Find the word "SubscriptionId" in the data, then copy each line where it is found.

Collected data entries
____________________

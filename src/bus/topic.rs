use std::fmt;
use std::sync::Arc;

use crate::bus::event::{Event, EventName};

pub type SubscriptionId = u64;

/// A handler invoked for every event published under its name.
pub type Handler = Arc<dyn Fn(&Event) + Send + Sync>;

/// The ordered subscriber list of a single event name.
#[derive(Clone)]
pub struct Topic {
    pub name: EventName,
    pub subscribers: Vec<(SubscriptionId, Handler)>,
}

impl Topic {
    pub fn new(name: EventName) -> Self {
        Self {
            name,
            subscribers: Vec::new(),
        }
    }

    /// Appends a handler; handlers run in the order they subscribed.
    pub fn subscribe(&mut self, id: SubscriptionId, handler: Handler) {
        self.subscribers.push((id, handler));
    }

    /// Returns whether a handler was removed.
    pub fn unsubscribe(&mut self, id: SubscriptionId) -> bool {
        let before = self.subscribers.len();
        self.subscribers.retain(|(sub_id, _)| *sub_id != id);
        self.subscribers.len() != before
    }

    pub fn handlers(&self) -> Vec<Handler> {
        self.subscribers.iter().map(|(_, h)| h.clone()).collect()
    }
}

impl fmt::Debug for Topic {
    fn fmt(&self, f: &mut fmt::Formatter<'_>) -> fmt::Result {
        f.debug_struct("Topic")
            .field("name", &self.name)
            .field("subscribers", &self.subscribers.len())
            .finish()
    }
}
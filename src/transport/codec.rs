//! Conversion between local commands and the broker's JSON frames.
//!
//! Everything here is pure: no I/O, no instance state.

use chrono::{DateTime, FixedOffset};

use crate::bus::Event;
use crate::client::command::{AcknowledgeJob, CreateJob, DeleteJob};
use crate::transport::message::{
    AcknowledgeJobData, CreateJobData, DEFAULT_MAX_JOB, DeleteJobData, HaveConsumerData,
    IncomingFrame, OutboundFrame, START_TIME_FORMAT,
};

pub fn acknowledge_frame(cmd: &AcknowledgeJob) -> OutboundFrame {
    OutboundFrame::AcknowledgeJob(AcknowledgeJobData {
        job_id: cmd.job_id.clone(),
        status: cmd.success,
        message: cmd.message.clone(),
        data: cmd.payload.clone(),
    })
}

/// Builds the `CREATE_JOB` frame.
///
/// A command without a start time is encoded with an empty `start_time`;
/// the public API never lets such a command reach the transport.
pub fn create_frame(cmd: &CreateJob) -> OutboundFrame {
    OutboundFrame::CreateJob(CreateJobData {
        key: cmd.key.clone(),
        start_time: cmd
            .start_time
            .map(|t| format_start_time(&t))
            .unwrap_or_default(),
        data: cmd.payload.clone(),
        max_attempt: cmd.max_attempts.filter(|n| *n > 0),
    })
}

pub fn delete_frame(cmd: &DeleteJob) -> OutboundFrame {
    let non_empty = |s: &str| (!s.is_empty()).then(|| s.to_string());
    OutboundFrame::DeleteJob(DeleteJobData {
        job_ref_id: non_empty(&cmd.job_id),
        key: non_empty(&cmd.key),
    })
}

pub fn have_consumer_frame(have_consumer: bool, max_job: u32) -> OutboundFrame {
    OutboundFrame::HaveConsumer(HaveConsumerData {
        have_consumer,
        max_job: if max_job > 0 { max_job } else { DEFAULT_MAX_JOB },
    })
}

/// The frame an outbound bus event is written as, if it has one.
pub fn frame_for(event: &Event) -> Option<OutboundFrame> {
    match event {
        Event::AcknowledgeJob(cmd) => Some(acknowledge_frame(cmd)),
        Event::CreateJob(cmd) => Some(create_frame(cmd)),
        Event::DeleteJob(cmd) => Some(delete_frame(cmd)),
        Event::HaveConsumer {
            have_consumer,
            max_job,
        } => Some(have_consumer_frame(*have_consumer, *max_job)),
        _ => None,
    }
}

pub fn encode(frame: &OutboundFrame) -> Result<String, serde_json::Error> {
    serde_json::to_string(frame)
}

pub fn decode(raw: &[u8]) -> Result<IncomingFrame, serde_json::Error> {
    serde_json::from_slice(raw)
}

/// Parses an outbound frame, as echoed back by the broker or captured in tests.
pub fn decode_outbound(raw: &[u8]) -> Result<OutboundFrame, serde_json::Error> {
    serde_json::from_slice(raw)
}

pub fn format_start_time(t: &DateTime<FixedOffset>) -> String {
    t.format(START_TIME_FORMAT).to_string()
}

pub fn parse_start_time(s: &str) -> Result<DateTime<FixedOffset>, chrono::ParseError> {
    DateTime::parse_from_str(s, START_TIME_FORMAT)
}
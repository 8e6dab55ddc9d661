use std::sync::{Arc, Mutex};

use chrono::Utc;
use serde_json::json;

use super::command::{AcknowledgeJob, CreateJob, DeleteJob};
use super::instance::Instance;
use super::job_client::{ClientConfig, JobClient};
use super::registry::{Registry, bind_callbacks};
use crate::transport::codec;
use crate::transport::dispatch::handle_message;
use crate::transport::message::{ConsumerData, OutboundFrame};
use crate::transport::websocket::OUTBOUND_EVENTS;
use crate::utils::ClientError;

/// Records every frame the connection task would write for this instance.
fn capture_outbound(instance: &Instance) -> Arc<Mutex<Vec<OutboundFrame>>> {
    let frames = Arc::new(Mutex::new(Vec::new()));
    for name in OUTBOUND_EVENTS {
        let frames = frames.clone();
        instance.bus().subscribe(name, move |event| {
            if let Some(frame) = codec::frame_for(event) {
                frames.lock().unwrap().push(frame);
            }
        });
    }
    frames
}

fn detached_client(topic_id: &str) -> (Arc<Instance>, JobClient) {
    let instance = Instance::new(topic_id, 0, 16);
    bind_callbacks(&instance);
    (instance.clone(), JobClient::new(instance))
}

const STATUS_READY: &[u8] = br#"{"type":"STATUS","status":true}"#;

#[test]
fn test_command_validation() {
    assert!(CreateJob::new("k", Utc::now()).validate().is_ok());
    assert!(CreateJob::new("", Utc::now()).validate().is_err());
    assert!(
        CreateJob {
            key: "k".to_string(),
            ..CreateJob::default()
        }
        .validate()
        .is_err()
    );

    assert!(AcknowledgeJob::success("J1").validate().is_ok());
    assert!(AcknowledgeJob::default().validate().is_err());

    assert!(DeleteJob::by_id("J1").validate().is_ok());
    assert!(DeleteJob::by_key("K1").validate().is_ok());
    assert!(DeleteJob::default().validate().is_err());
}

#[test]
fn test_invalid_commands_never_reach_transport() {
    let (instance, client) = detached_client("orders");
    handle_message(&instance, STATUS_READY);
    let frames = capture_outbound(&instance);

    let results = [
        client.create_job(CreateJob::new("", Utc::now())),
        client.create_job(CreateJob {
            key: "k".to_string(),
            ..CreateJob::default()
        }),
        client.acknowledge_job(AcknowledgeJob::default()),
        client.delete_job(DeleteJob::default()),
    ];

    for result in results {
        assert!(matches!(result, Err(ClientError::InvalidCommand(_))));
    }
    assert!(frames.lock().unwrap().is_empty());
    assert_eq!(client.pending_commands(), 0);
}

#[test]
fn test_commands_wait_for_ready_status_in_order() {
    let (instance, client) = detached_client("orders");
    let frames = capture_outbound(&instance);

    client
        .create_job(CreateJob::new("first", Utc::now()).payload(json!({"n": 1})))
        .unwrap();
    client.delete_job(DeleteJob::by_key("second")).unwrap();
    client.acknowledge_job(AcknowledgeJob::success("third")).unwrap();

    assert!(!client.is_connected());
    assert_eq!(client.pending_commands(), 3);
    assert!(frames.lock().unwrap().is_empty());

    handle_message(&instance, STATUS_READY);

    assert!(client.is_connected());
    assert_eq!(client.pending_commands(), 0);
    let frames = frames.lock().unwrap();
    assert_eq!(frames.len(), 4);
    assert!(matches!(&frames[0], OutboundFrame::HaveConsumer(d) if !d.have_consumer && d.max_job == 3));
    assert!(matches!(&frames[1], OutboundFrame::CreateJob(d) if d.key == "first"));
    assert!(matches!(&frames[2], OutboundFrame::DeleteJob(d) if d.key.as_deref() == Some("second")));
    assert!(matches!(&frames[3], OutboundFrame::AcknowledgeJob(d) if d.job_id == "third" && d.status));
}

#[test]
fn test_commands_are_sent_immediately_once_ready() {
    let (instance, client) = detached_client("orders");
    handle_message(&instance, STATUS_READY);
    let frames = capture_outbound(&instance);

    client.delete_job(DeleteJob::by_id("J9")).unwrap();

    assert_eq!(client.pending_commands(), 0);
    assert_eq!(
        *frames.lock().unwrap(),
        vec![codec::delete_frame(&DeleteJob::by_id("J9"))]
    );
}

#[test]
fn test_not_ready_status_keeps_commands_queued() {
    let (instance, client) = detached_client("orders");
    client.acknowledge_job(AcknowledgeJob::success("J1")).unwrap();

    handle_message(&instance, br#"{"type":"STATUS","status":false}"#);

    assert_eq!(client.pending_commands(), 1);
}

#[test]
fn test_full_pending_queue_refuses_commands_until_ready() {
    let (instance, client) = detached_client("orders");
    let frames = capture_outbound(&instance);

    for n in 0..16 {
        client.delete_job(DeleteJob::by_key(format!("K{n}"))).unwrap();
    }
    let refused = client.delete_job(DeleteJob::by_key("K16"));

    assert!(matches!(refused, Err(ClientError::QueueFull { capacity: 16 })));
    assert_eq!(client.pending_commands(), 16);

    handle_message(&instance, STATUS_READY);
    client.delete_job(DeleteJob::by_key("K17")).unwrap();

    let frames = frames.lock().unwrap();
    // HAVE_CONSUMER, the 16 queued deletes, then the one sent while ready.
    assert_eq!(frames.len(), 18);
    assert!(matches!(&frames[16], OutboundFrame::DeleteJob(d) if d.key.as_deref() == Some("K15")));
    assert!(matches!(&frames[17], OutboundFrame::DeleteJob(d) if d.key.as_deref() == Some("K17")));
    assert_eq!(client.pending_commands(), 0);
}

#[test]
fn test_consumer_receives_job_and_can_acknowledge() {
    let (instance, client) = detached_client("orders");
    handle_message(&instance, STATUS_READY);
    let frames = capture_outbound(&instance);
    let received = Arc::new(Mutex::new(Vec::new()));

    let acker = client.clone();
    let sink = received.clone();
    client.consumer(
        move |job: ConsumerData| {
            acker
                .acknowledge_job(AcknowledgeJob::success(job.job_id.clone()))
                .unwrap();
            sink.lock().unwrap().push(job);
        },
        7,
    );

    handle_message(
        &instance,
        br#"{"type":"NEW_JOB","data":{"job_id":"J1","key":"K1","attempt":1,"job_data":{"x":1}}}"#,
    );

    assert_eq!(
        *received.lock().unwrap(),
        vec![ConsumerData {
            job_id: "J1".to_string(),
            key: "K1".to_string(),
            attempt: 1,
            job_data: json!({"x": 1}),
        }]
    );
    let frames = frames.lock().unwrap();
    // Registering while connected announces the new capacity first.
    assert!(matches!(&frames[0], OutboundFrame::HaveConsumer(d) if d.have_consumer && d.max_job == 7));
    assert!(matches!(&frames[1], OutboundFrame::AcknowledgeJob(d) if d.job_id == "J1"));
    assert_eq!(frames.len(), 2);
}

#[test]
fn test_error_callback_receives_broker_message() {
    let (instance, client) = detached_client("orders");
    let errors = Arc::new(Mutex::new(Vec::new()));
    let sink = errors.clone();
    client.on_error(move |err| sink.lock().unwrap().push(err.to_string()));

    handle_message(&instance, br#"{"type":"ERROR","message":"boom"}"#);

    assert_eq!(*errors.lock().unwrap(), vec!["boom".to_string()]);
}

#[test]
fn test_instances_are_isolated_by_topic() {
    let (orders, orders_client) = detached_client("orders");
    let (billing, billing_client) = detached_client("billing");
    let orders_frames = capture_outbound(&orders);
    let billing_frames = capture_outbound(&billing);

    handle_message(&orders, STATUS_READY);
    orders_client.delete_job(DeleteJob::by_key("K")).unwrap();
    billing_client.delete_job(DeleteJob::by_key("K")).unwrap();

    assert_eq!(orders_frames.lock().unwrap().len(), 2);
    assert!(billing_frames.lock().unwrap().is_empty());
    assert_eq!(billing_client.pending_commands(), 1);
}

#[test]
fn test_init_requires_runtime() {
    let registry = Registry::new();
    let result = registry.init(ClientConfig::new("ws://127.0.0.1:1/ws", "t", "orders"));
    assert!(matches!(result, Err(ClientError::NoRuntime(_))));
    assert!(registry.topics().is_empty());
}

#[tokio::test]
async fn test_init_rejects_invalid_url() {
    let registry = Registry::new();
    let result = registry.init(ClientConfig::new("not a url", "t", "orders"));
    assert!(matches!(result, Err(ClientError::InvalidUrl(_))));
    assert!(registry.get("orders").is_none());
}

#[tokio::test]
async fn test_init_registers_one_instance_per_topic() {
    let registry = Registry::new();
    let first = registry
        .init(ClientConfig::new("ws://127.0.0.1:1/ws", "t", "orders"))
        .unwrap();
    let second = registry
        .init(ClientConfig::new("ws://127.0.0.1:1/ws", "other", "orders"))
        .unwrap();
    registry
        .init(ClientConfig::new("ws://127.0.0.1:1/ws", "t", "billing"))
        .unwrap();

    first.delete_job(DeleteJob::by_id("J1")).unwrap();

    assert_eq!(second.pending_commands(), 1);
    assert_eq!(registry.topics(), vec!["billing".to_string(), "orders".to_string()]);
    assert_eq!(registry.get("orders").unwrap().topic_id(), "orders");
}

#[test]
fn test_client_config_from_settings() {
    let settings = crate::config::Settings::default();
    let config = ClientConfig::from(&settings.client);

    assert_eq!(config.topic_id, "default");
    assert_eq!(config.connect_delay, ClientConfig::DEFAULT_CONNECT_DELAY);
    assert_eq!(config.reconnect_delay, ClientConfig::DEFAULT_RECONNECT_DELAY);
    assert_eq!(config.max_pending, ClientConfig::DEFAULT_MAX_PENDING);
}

____________________

## [YOUR RESPONSE]
pub type SubscriptionId = u64;
    pub subscribers: Vec<(SubscriptionId, Handler)>,
    pub fn subscribe(&mut self, id: SubscriptionId, handler: Handler) {
    pub fn unsubscribe(&mut self, id: SubscriptionId) -> bool {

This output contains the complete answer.